The Devin Gambit is an offbeat chess opening that begins with the moves:

1. d4 Nf6
2. c4 e6
3. g4!?

In this gambit, White offers a sacrifice of the g-pawn on g4, where it can be captured by Black's knight. In offering the gambit, White plans to play for central control by placing a pawn on e4.

The opening is tricky and may offer practical chances for White in fast chess. The gambit is rare in high-level games, though it was used over-the-board by grandmaster Shakhriyar Mamedyarov in a classical game against Andrey Esipenko during the 2022 Tata Steel Masters tournament in Wijk aan Zee. Since then, the opening has seen more frequent use in blitz chess, though there are multiple responses by Black that result in Black obtaining a good position.

== History ==
The opening was played in 1966 in a game at the Lansing Chess Club. Bill Devin, playing with the white pieces, opened with the gambit in a game that resulted in a twenty-one move checkmate. By August 1971, the gambit had become known in Michigan as the Devin Gambit, and a reader of Chess Life & Review wrote to grandmaster and chess columnist Larry Evans asking if the gambit offered a free pawn or if White gained sufficient compensation for the g-pawn offered in the gambit. Evans evaluated the gambit as being unfavorable for White; per Evans, Black accepting the gambit by taking the pawn with the f6 knight would not to open up the position to White's benefit and would not lead to sufficient attacking chances for White.

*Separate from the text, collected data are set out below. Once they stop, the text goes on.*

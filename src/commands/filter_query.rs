//! Show the query parameters a filter set serializes to.

use crate::core::filters::FilterModel;

/// `key=value` lines for every serialized filter, then the description.
pub fn render_filter_query(filters: &FilterModel) -> Vec<String> {
    let query = filters.serialize();
    if query.is_empty() {
        return vec!["(no filters)".to_string()];
    }
    let mut lines: Vec<String> = query.iter().map(|(k, v)| format!("{k}={v}")).collect();
    lines.extend(filters.criteria().describe().into_iter().map(|d| format!("# {d}")));
    lines
}

pub fn handle_filter_query(filters: &FilterModel) {
    for line in render_filter_query(filters) {
        println!("{line}");
    }
}
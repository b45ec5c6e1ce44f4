//! HTTP utilities for stats API communication

use std::sync::Mutex;

use crate::Result;
use reqwest::header::{HeaderMap, HeaderValue, ACCEPT, AUTHORIZATION};

/// Environment variable holding a bearer token for the stats API.
pub const API_TOKEN_ENV_VAR: &str = "BASKETIFY_API_TOKEN";

/// Session token capability injected into the network layer.
pub trait TokenStore: Send + Sync {
    fn get_token(&self) -> Option<String>;
    fn set_token(&self, token: String);
    fn clear_token(&self);
}

/// Token store backed by the process environment. Setting or clearing only
/// affects the in-process override, never the real environment.
#[derive(Debug, Default)]
pub struct EnvTokenStore {
    overridden: Mutex<Option<Option<String>>>,
}

impl EnvTokenStore {
    pub fn new() -> Self {
        Self::default()
    }
}

impl TokenStore for EnvTokenStore {
    fn get_token(&self) -> Option<String> {
        if let Ok(guard) = self.overridden.lock() {
            if let Some(token) = guard.as_ref() {
                return token.clone();
            }
        }
        std::env::var(API_TOKEN_ENV_VAR)
            .ok()
            .filter(|t| !t.trim().is_empty())
    }

    fn set_token(&self, token: String) {
        if let Ok(mut guard) = self.overridden.lock() {
            *guard = Some(Some(token));
        }
    }

    fn clear_token(&self) {
        if let Ok(mut guard) = self.overridden.lock() {
            *guard = Some(None);
        }
    }
}

/// In-memory token store.
#[derive(Debug, Default)]
pub struct MemoryTokenStore {
    token: Mutex<Option<String>>,
}

impl MemoryTokenStore {
    pub fn new(token: Option<String>) -> Self {
        Self {
            token: Mutex::new(token),
        }
    }
}

impl TokenStore for MemoryTokenStore {
    fn get_token(&self) -> Option<String> {
        self.token.lock().ok().and_then(|t| t.clone())
    }

    fn set_token(&self, token: String) {
        if let Ok(mut guard) = self.token.lock() {
            *guard = Some(token);
        }
    }

    fn clear_token(&self) {
        if let Ok(mut guard) = self.token.lock() {
            *guard = None;
        }
    }
}

/// JSON accept header plus a bearer `Authorization` header when the store
/// holds a token.
pub fn auth_header_map(store: &dyn TokenStore) -> Result<HeaderMap> {
    let mut h = HeaderMap::new();
    h.insert(ACCEPT, HeaderValue::from_static("application/json"));
    if let Some(token) = store.get_token() {
        h.insert(AUTHORIZATION, HeaderValue::from_str(&format!("Bearer {token}"))?);
    }
    Ok(h)
}
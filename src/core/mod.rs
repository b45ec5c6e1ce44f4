//! Core utilities shared across commands
//!
//! - `filters`: filter criteria, the editable filter model and panel
//! - `http`: token storage and request headers

pub mod filters;
pub mod http;

pub use filters::{
    ClearOutcome, FilterCriteria, FilterModel, FilterPanel, OpponentSet, PanelState, QueryMap,
};
pub use http::{auth_header_map, EnvTokenStore, MemoryTokenStore, TokenStore};
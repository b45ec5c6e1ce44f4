//! Command implementations for the basketify CLI

pub mod common;
pub mod filter_query;
pub mod local;
pub mod seasonal;
pub mod stats_view;


pub use filter_query::handle_filter_query;
pub use local::handle_local;
pub use seasonal::handle_seasonal;
pub use stats_view::{handle_stats, StatsParams};
use super::teams::{game_location, GameLocation};
use crate::cli::types::{SeasonLabel, SeasonType};
use chrono::NaiveDate;
use serde::{de::Error, Deserialize, Deserializer, Serialize};
use tracing::debug;


/// Game dates arrive as `YYYY-MM-DD`, sometimes suffixed (`2025-04-06_1`)
/// when a date key had to be disambiguated upstream.
fn de_game_date<'de, D>(deserializer: D) -> Result<NaiveDate, D::Error>
where
    D: Deserializer<'de>,
{
    let raw: String = Deserialize::deserialize(deserializer)?;
    let day = raw.split('_').next().unwrap_or_default();
    NaiveDate::parse_from_str(day, "%Y-%m-%d").map_err(D::Error::custom)
}

/// Season types outside the known vocabulary (upstream writes `Unknown`
/// when it cannot tell) are read as absent.
fn de_season_type<'de, D>(deserializer: D) -> Result<Option<SeasonType>, D::Error>
where
    D: Deserializer<'de>,
{
    let raw: Option<String> = Deserialize::deserialize(deserializer)?;
    Ok(raw.and_then(|value| match value.parse::<SeasonType>() {
        Ok(season_type) => Some(season_type),
        Err(e) => {
            debug!("treating season type as absent: {e}");
            None
        }
    }))
}

/// Result of a played game.
#[derive(Debug, Clone, Copy, PartialEq, Eq, Hash, Serialize, Deserialize)]
pub enum WinLoss {
    #[serde(alias = "W")]
    Win,
    #[serde(alias = "L")]
    Loss,
}

/// One game's statistics for a player or team.
///
/// Records are immutable once received. When `is_future_game` is set the
/// box-score numbers are model predictions and `win_loss` is always `None`
/// (enforced on deserialization and by [`GameRecord::outcome`]).
#[derive(Debug, Clone, PartialEq, Serialize, Deserialize)]
#[serde(from = "GameRecordWire")]
#[serde(rename_all = "camelCase")]
pub struct GameRecord {
    pub date: NaiveDate,
    pub opponent: Option<String>,
    pub is_future_game: bool,
    pub season_type: Option<SeasonType>,
    pub game_location: Option<String>,
    pub win_loss: Option<WinLoss>,
    /// Raw matchup string, e.g. `LAL @ OKC` or `LAL vs. BOS`.
    pub matchup: Option<String>,
    /// Abbreviation of the team the record belongs to.
    pub team: Option<String>,
    pub points: f64,
    pub rebounds: f64,
    pub assists: f64,
    pub field_goals_made: f64,
    pub field_goal_percentage: Option<f64>,
    pub three_points_made: f64,
    pub three_point_percentage: Option<f64>,
    pub free_throws_made: f64,
    pub free_throw_percentage: Option<f64>,
    pub steals: f64,
    pub blocks: f64,
    pub turnovers: f64,
}

#[derive(Deserialize)]
#[serde(rename_all = "camelCase")]
struct GameRecordWire {
    #[serde(deserialize_with = "de_game_date")]
    date: NaiveDate,
    #[serde(default)]
    opponent: Option<String>,
    #[serde(default, alias = "is_future_game")]
    is_future_game: bool,
    #[serde(default, alias = "season_type", deserialize_with = "de_season_type")]
    season_type: Option<SeasonType>,
    #[serde(default, alias = "game_location")]
    game_location: Option<String>,
    #[serde(default, alias = "WinLoss")]
    win_loss: Option<WinLoss>,
    #[serde(default, alias = "Matchup")]
    matchup: Option<String>,
    #[serde(default, alias = "Team")]
    team: Option<String>,
    #[serde(default)]
    points: Option<f64>,
    #[serde(default)]
    rebounds: Option<f64>,
    #[serde(default)]
    assists: Option<f64>,
    #[serde(default)]
    field_goals_made: Option<f64>,
    #[serde(default)]
    field_goal_percentage: Option<f64>,
    #[serde(default)]
    three_points_made: Option<f64>,
    #[serde(default)]
    three_point_percentage: Option<f64>,
    #[serde(default)]
    free_throws_made: Option<f64>,
    #[serde(default)]
    free_throw_percentage: Option<f64>,
    #[serde(default)]
    steals: Option<f64>,
    #[serde(default)]
    blocks: Option<f64>,
    #[serde(default)]
    turnovers: Option<f64>,
}

impl From<GameRecordWire> for GameRecord {
    fn from(w: GameRecordWire) -> Self {
        GameRecord {
            date: w.date,
            opponent: w.opponent,
            is_future_game: w.is_future_game,
            season_type: w.season_type,
            game_location: w.game_location.or_else(|| {
                w.matchup
                    .as_deref()
                    .map(game_location)
                    .filter(|loc| *loc != GameLocation::Unknown)
                    .map(|loc| loc.as_str().to_string())
            }),
            win_loss: if w.is_future_game { None } else { w.win_loss },
            matchup: w.matchup,
            team: w.team,
            points: w.points.unwrap_or_default(),
            rebounds: w.rebounds.unwrap_or_default(),
            assists: w.assists.unwrap_or_default(),
            field_goals_made: w.field_goals_made.unwrap_or_default(),
            field_goal_percentage: w.field_goal_percentage,
            three_points_made: w.three_points_made.unwrap_or_default(),
            three_point_percentage: w.three_point_percentage,
            free_throws_made: w.free_throws_made.unwrap_or_default(),
            free_throw_percentage: w.free_throw_percentage,
            steals: w.steals.unwrap_or_default(),
            blocks: w.blocks.unwrap_or_default(),
            turnovers: w.turnovers.unwrap_or_default(),
        }
    }
}

impl GameRecord {
    /// A played game on `date` with every stat zeroed.
    pub fn new(date: NaiveDate) -> Self {
        GameRecord {
            date,
            opponent: None,
            is_future_game: false,
            season_type: None,
            game_location: None,
            win_loss: None,
            matchup: None,
            team: None,
            points: 0.0,
            rebounds: 0.0,
            assists: 0.0,
            field_goals_made: 0.0,
            field_goal_percentage: None,
            three_points_made: 0.0,
            three_point_percentage: None,
            free_throws_made: 0.0,
            free_throw_percentage: None,
            steals: 0.0,
            blocks: 0.0,
            turnovers: 0.0,
        }
    }

    /// A scheduled game whose numbers are predictions.
    pub fn future(date: NaiveDate) -> Self {
        GameRecord {
            is_future_game: true,
            ..GameRecord::new(date)
        }
    }

    pub fn season(&self) -> SeasonLabel {
        SeasonLabel::from_date(self.date)
    }

    /// Outcome of the game; future games never have one.
    pub fn outcome(&self) -> Option<WinLoss> {
        if self.is_future_game {
            None
        } else {
            self.win_loss
        }
    }

    pub fn field_goals_attempted(&self) -> f64 {
        attempts(self.field_goals_made, self.field_goal_percentage)
    }

    pub fn three_points_attempted(&self) -> f64 {
        attempts(self.three_points_made, self.three_point_percentage)
    }

    pub fn free_throws_attempted(&self) -> f64 {
        attempts(self.free_throws_made, self.free_throw_percentage)
    }
}

/// Attempts implied by makes and a make percentage. A zero, missing or
/// non-finite percentage means no attempts were recorded.
pub fn attempts(made: f64, percentage: Option<f64>) -> f64 {
    match percentage {
        Some(pct) if pct > 0.0 && pct.is_finite() => made / pct,
        _ => 0.0,
    }
}

/// `made / attempted`, or 0 when nothing was attempted.
pub fn percentage(made: f64, attempted: f64) -> f64 {
    if attempted > 0.0 {
        made / attempted
    } else {
        0.0
    }
}

/// One season's aggregated totals.
///
/// Percentages are always recomputed from summed makes and attempts.
#[derive(Debug, Clone, PartialEq, Default, Serialize, Deserialize)]
#[serde(rename_all = "camelCase", default)]
pub struct SeasonalSummary {
    pub season: String,
    pub points: f64,
    pub rebounds: f64,
    pub assists: f64,
    pub field_goals_made: f64,
    pub field_goals_attempted: f64,
    pub field_goal_percentage: f64,
    pub three_points_made: f64,
    pub three_points_attempted: f64,
    pub three_point_percentage: f64,
    pub free_throws_made: f64,
    pub free_throws_attempted: f64,
    pub free_throw_percentage: f64,
    pub steals: f64,
    pub blocks: f64,
    pub turnovers: f64,
    #[serde(alias = "games_played")]
    pub games_played: u32,
}

/// Per-game averages derived from a [`SeasonalSummary`].
#[derive(Debug, Clone, PartialEq, Default, Serialize)]
#[serde(rename_all = "camelCase")]
pub struct PerGameAverages {
    pub season: String,
    pub points: f64,
    pub rebounds: f64,
    pub assists: f64,
    pub field_goals_made: f64,
    pub three_points_made: f64,
    pub free_throws_made: f64,
    pub steals: f64,
    pub blocks: f64,
    pub turnovers: f64,
    pub games_played: u32,
}

impl SeasonalSummary {
    pub fn new(season: SeasonLabel) -> Self {
        SeasonalSummary {
            season: season.to_string(),
            ..SeasonalSummary::default()
        }
    }

    pub fn per_game(&self) -> PerGameAverages {
        let avg = |total: f64| {
            if self.games_played == 0 {
                0.0
            } else {
                total / f64::from(self.games_played)
            }
        };
        PerGameAverages {
            season: self.season.clone(),
            points: avg(self.points),
            rebounds: avg(self.rebounds),
            assists: avg(self.assists),
            field_goals_made: avg(self.field_goals_made),
            three_points_made: avg(self.three_points_made),
            free_throws_made: avg(self.free_throws_made),
            steals: avg(self.steals),
            blocks: avg(self.blocks),
            turnovers: avg(self.turnovers),
            games_played: self.games_played,
        }
    }
}

/// Inbound payload of `GET /api/stats/{kind}/{name}`.
#[derive(Debug, Clone, Default, Serialize, Deserialize)]
pub struct StatsResponse {
    #[serde(default)]
    pub stats: Vec<GameRecord>,
    #[serde(default)]
    pub seasonal_stats: Vec<SeasonalSummary>,
}

/// A saved game log: either a full API response or a bare `stats` array.
#[derive(Debug, Clone, Deserialize)]
#[serde(untagged)]
pub enum GameLog {
    Games(Vec<GameRecord>),
    Response(StatsResponse),
}

impl GameLog {
    pub fn into_response(self) -> StatsResponse {
        match self {
            GameLog::Response(r) => r,
            GameLog::Games(stats) => StatsResponse {
                stats,
                seasonal_stats: Vec::new(),
            },
        }
    }
}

The line was played by Shakhriyar Mamedyarov in a game against Andrey Esipenko during the 2022 Tata Steel Masters tournament in Wijk aan Zee. At the time, the use of the line was shocking to observers; the move has rarely been seen at high-level play.

== Variations and analysis ==
Black has multiple responses available on move three that provide Black with comfortable play. However, the aggressive opening may offer practical chances for White, particularly in fast chess; following Mamedyarov's 2022 game against Espineko the Devin Gambit has become more frequently played in blitz chess.

=== 3. ...Bb4+ ===

Benjamin Bok, a grandmaster from the Netherlands, argues that 3 ...Bb4+ is the easiest continuation for Black to play. After this reply, White may choose to continue play with 4. Nd2, 4. Nc3, or 4. Bd2.

Against the first option, Bok recommends that Black capture the pawn on g4 on move four. Should White continue with their ordinary plan of pushing the e-pawn and play 5. e4, Bok recommends that Black respond with 5...f5, arguing that White lacks compensation for the sacrificed g-pawn. Against other knight move, which places the piece on c3, Bok recommends that Black respond by pushing the d-pawn with 4 ...d5, arguing that the resulting position will yield Black a slight advantage.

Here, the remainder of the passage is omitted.